> _Action item_
Give the number of lines in the data that contain "message", and nothing more.
= Beginning of Section =
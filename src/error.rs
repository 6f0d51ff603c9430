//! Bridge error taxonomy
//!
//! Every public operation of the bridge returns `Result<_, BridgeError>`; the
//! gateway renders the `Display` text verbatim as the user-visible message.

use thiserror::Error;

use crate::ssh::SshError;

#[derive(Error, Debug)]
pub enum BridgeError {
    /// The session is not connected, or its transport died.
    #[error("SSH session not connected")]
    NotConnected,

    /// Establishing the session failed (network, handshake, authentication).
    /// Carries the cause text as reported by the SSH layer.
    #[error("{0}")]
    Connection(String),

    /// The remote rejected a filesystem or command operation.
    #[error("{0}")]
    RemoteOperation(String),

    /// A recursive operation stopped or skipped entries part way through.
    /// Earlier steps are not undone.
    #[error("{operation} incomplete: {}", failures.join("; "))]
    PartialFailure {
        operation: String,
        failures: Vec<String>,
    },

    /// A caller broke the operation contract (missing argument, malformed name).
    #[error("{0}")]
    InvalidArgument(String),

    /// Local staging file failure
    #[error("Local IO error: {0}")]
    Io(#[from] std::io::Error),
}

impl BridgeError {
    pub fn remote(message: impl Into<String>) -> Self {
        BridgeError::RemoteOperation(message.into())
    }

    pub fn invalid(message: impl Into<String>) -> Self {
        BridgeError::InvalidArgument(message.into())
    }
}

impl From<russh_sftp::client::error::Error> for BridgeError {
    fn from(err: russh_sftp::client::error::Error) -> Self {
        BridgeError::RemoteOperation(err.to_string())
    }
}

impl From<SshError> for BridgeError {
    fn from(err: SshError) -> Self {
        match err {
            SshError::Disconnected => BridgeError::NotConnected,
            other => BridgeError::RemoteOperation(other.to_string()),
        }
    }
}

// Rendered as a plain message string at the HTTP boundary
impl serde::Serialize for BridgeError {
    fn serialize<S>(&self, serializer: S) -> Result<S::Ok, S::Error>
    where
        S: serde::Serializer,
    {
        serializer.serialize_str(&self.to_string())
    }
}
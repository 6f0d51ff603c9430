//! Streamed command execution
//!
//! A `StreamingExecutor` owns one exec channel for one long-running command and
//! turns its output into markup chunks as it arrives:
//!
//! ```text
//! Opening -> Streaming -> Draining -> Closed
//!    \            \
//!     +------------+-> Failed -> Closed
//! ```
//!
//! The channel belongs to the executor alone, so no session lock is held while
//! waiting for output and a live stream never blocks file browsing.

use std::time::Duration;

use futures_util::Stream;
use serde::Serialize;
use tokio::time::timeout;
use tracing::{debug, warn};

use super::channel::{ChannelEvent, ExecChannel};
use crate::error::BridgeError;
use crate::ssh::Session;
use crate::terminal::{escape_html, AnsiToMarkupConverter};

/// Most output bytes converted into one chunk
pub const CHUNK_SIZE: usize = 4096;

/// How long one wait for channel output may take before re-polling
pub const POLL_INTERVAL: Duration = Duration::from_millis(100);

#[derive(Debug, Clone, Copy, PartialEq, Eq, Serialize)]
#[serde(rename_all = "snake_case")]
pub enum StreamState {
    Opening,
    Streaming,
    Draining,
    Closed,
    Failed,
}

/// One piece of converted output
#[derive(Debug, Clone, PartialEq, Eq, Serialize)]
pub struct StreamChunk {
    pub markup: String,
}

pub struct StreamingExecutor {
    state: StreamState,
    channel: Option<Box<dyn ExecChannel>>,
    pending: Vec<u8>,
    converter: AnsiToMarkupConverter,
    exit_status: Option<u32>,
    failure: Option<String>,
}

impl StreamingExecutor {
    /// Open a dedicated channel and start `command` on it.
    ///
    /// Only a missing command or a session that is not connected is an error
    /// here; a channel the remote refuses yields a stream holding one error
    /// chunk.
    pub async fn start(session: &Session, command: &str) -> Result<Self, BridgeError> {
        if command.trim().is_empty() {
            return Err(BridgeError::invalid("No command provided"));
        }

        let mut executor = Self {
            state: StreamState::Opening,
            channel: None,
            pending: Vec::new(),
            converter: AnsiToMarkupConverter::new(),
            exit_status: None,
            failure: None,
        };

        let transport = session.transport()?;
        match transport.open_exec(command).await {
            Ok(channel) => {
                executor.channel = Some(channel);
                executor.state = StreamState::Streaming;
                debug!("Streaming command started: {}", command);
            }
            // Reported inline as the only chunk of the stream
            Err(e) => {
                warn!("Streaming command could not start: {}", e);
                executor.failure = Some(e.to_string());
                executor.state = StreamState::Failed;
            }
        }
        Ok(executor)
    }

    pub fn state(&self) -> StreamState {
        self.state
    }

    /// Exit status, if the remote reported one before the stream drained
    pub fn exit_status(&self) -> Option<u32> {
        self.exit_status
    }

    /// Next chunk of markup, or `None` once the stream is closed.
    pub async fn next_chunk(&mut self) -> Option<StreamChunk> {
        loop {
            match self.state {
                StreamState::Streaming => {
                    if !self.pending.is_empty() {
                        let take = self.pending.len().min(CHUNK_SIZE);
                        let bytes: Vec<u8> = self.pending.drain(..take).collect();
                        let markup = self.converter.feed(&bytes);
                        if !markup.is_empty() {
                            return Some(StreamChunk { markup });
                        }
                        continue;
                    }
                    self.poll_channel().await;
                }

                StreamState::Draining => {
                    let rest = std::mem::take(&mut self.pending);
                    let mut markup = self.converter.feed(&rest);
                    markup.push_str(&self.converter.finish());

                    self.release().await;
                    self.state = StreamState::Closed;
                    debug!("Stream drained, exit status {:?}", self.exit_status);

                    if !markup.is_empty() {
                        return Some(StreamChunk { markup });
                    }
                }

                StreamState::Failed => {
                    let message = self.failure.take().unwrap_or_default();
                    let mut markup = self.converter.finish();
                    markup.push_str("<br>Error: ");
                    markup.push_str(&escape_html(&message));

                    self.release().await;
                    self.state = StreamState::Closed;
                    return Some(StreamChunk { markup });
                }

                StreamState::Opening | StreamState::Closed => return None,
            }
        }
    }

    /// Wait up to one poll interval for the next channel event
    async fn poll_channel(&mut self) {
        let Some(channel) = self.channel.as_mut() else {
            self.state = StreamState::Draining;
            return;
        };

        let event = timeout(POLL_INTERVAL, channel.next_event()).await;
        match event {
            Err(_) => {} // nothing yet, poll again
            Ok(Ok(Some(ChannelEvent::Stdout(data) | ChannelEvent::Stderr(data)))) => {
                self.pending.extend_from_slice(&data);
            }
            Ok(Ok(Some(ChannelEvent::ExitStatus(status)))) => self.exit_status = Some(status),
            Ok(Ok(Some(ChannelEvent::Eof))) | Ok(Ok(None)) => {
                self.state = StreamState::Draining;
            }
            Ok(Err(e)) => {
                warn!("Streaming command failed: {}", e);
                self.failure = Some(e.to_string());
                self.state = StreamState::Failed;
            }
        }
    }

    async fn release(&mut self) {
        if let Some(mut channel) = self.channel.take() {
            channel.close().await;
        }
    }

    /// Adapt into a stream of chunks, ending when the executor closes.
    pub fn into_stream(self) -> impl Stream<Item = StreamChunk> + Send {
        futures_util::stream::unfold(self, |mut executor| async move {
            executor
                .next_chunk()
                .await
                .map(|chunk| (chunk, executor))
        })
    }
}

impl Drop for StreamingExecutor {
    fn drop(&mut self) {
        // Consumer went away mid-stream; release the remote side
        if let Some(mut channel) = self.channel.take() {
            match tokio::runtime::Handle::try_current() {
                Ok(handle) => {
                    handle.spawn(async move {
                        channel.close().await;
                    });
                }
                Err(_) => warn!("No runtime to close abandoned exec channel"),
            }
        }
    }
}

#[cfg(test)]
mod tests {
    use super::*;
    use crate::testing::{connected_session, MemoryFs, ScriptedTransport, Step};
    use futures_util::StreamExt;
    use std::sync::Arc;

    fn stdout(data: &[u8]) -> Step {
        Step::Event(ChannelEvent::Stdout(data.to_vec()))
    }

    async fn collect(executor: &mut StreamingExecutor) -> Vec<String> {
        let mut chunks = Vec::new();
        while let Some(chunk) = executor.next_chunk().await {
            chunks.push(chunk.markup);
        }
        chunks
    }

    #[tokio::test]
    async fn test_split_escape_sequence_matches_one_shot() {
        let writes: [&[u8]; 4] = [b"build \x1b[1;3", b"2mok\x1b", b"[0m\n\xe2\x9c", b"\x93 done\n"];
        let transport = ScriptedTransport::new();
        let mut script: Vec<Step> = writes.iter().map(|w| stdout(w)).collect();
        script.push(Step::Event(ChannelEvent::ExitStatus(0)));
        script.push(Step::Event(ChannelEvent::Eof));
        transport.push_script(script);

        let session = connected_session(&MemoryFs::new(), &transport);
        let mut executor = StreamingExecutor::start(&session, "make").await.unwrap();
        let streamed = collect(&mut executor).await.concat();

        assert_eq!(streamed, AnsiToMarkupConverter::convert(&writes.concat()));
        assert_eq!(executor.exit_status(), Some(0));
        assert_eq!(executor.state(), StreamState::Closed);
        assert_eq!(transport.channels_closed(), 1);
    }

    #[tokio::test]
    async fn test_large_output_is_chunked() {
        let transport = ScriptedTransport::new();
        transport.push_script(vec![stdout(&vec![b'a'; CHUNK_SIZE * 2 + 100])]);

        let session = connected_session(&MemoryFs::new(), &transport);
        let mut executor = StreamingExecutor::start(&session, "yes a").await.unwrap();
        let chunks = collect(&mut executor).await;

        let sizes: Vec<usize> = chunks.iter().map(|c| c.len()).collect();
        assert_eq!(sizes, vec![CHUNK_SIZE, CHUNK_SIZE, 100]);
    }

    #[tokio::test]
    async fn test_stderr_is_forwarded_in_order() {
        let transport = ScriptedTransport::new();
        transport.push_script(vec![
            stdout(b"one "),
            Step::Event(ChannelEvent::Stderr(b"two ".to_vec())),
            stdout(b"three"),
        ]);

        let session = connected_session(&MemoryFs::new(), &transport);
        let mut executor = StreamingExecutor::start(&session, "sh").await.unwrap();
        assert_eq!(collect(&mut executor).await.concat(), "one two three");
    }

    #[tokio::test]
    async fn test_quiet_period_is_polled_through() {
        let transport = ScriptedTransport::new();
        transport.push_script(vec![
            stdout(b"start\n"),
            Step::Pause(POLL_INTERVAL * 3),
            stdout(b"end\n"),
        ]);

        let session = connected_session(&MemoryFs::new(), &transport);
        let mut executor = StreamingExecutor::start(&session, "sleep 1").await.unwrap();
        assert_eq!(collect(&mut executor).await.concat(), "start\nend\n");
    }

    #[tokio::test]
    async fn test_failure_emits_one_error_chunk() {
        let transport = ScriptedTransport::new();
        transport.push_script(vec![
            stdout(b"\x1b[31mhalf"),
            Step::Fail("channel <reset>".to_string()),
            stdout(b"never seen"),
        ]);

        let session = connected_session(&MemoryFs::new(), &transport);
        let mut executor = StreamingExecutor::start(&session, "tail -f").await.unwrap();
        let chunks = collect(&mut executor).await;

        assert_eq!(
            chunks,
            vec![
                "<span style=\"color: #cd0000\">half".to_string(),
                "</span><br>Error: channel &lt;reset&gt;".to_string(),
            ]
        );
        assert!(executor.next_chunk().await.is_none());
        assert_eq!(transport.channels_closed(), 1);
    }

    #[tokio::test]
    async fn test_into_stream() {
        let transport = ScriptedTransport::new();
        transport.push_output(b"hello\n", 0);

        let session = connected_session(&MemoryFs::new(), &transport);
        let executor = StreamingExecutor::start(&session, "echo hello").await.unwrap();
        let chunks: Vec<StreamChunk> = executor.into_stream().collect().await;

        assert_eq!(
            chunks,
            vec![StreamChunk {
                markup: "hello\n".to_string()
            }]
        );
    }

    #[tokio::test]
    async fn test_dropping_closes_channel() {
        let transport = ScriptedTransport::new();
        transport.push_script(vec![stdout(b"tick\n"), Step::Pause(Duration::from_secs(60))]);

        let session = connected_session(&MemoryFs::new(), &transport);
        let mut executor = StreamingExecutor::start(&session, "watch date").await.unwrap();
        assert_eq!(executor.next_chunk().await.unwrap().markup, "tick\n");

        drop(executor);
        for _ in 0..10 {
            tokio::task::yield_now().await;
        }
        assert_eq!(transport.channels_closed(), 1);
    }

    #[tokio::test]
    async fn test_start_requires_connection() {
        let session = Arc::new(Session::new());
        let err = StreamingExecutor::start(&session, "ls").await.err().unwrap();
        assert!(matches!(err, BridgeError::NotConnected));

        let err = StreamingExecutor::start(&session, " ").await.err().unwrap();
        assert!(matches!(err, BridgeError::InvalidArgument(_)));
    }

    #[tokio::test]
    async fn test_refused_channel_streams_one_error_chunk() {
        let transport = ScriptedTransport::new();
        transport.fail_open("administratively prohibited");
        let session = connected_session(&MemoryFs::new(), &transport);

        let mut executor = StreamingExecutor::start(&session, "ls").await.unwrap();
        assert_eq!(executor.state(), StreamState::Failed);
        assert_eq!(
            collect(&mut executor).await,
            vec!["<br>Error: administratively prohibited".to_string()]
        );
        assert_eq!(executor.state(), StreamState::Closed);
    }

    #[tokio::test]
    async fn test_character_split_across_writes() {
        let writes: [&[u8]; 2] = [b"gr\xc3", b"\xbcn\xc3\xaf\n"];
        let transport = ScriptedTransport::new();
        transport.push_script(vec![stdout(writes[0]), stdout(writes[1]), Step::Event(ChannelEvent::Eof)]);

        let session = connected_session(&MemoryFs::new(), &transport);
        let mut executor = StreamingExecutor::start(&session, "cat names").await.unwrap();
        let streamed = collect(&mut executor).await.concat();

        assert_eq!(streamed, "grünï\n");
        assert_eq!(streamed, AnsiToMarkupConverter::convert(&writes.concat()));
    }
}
= End of Section =
> _Solution_
8